Dia 6.066

35 8 2
                                    

Quando as coisas começam a parecer loucura, mas querendo que você fique louco, não fique. Ou, pelo menos, tente não ficar.

Quando acordei, era madrugada. Por volta das quatro da manhã, liguei a televisão. Minha mãe acordou no horário dela, tomou seu café e saiu sem dizer uma palavra, mas claro, deixando um bilhete;

Por favor arrume a casa, se for sair, esteja de voltas as cinco, vamos num lugar.

Vamos em algum lugar. Certamente ela vai me levar pra falar com um médico ou algo do tipo. Eu queria poder dizer bem alto, eu não estou louco, apenas não sei o quê está acontecendo.

Meu celular vibrou no meu bolso, tirei o volume da telvisão já que não prestava atenção e fui ler a mensagem.

Ei, cara, o Lucas ainda tem fumado um pouco. Os olhos dele estavam vermelhos quando vi ele na praça.

Mas, ele tem cheirado?

Acha que perguntei isso pra ele?

Não, claro que não, deixa.

Nicolas visualizou e saiu.
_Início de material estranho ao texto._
//! Optional external scanning delegate.
//!
//! The engine can hand a scan off to an external Python script as an
//! alternate indexing path. A machine without Python, or without the script,
//! is a perfectly normal state: that's an "unavailable" outcome, not an
//! error.

use crate::error::{ErrorKind, Result};
use exn::ResultExt;
use std::path::Path;
use tokio::process::Command;

/// Outcome of attempting to run the external scanner.
#[derive(Debug, Clone, Copy, PartialEq, Eq)]
pub enum DelegateOutcome {
    /// The Python interpreter or the script itself is missing.
    Unavailable,
    /// The script ran to completion; `success` mirrors its exit status.
    Finished { success: bool },
}

/// Run the external scanner script against `root`.
///
/// Looks for `python3` (then `python`) on the PATH. Only a failure to spawn
/// or wait on an interpreter that *does* exist is surfaced as an error.
pub async fn delegate_scan(script: &Path, root: &Path) -> Result<DelegateOutcome> {
    let Ok(python) = which::which("python3").or_else(|_| which::which("python")) else {
        tracing::debug!("no python interpreter on PATH, delegate unavailable");
        return Ok(DelegateOutcome::Unavailable);
    };
    if !script.is_file() {
        tracing::debug!(script = %script.display(), "delegate script missing");
        return Ok(DelegateOutcome::Unavailable);
    }
    let status = Command::new(python)
        .arg(script)
        .arg(root)
        .status()
        .await
        .or_raise(|| ErrorKind::Delegate)?;
    tracing::debug!(script = %script.display(), %status, "delegate scanner finished");
    Ok(DelegateOutcome::Finished { success: status.success() })
}

#[cfg(test)]
mod tests {
    use super::*;

    #[tokio::test]
    async fn test_missing_script_is_unavailable() {
        let outcome = delegate_scan(Path::new("/nonexistent/scanner.py"), Path::new("/tmp")).await.unwrap();
        assert_eq!(outcome, DelegateOutcome::Unavailable);
    }
}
Comecei a limpar a casa e logo estava terminando, quando entrei no quarto da minha mãe, minha caixa de fotos estava ali, ao lado das três caixas que ela guardava. A maior, de Aif-um. A menor era a minha e a outra...Do meu pai.

Pai, você realmente matou seu próprio filho?

Peguei minha caixa, abrindo. Haviam desenhos feios, roupas de bebê, chupetas e um cartão de dia das mães:

Mamãe, feliz dia das mães! Amo você e quando crescer vou te levar pra voar nas estrelas junto do papai e do Aif como você sempre quis!

Algumas palavras certamente estavam erradas e meu desenho da nossa família perto das estrelas era até que bonitinho, mas, eu não lembrava disso. Nem sequer lembrava de minha mãe dizendo que queria ir voar nas estrelas. Ela havia dito isso?

Tomei um banho, me troquei e guardei o cartão velho no bolso. Me sentei no beliche, pensando em todas as coisas que me rodeavam.

A falta de presença da minha mãe me rodeava, mais presente do que a própria. A ausência do meu pai e o exemplo do meu irmão mais velho me faziam me sentir inútil e por muito tempo, sem proteção. Um amigo que continua a usar drogas, um tio que me tratou bem apenas algumas horas antes de morrer e uma namorada que levava cintadas do próprio padrasto.

As coisas não estavam certas.

Mas eu nunca desisti, eu ainda estou procurando alguma coisa, mas isso me deixa vazio e transparente como um copo de vidro. O quê, exatamente, eu procuro?

Minha mãe chegou em casa, colocando documentos na mesa. Apareci na porta do quarto e ela, sem me encarar disse:

-Pegue a chave e espere no carro, eu já estou indo.

-Não posso ir na hora que você estiver indo?

-Não.

-Tudo bem, espera só uma coisa.

Entrei no quarto e coloquei o meu caderno azul e o preto do meu irmão no mesmo lugar, debaixo do travesseiro do meu irmão. Minha mãe não se atrevia a tocar naquela cama há oito anos, não seria agora que ela tocaria.

Peguei a chave e fui pro estacionamento, um garota entrou enquanto eu descia, apesar de não ter olhado bem o rosto dela, eu a reconheci. A garota de capuz, a garota cuja a existência ser dita é essencial, mas a beleza de sua aparência verdadeira não. Entrei no carro, uns oito minutos depois segundo o relógio do carro, minha mãe entrou bufando.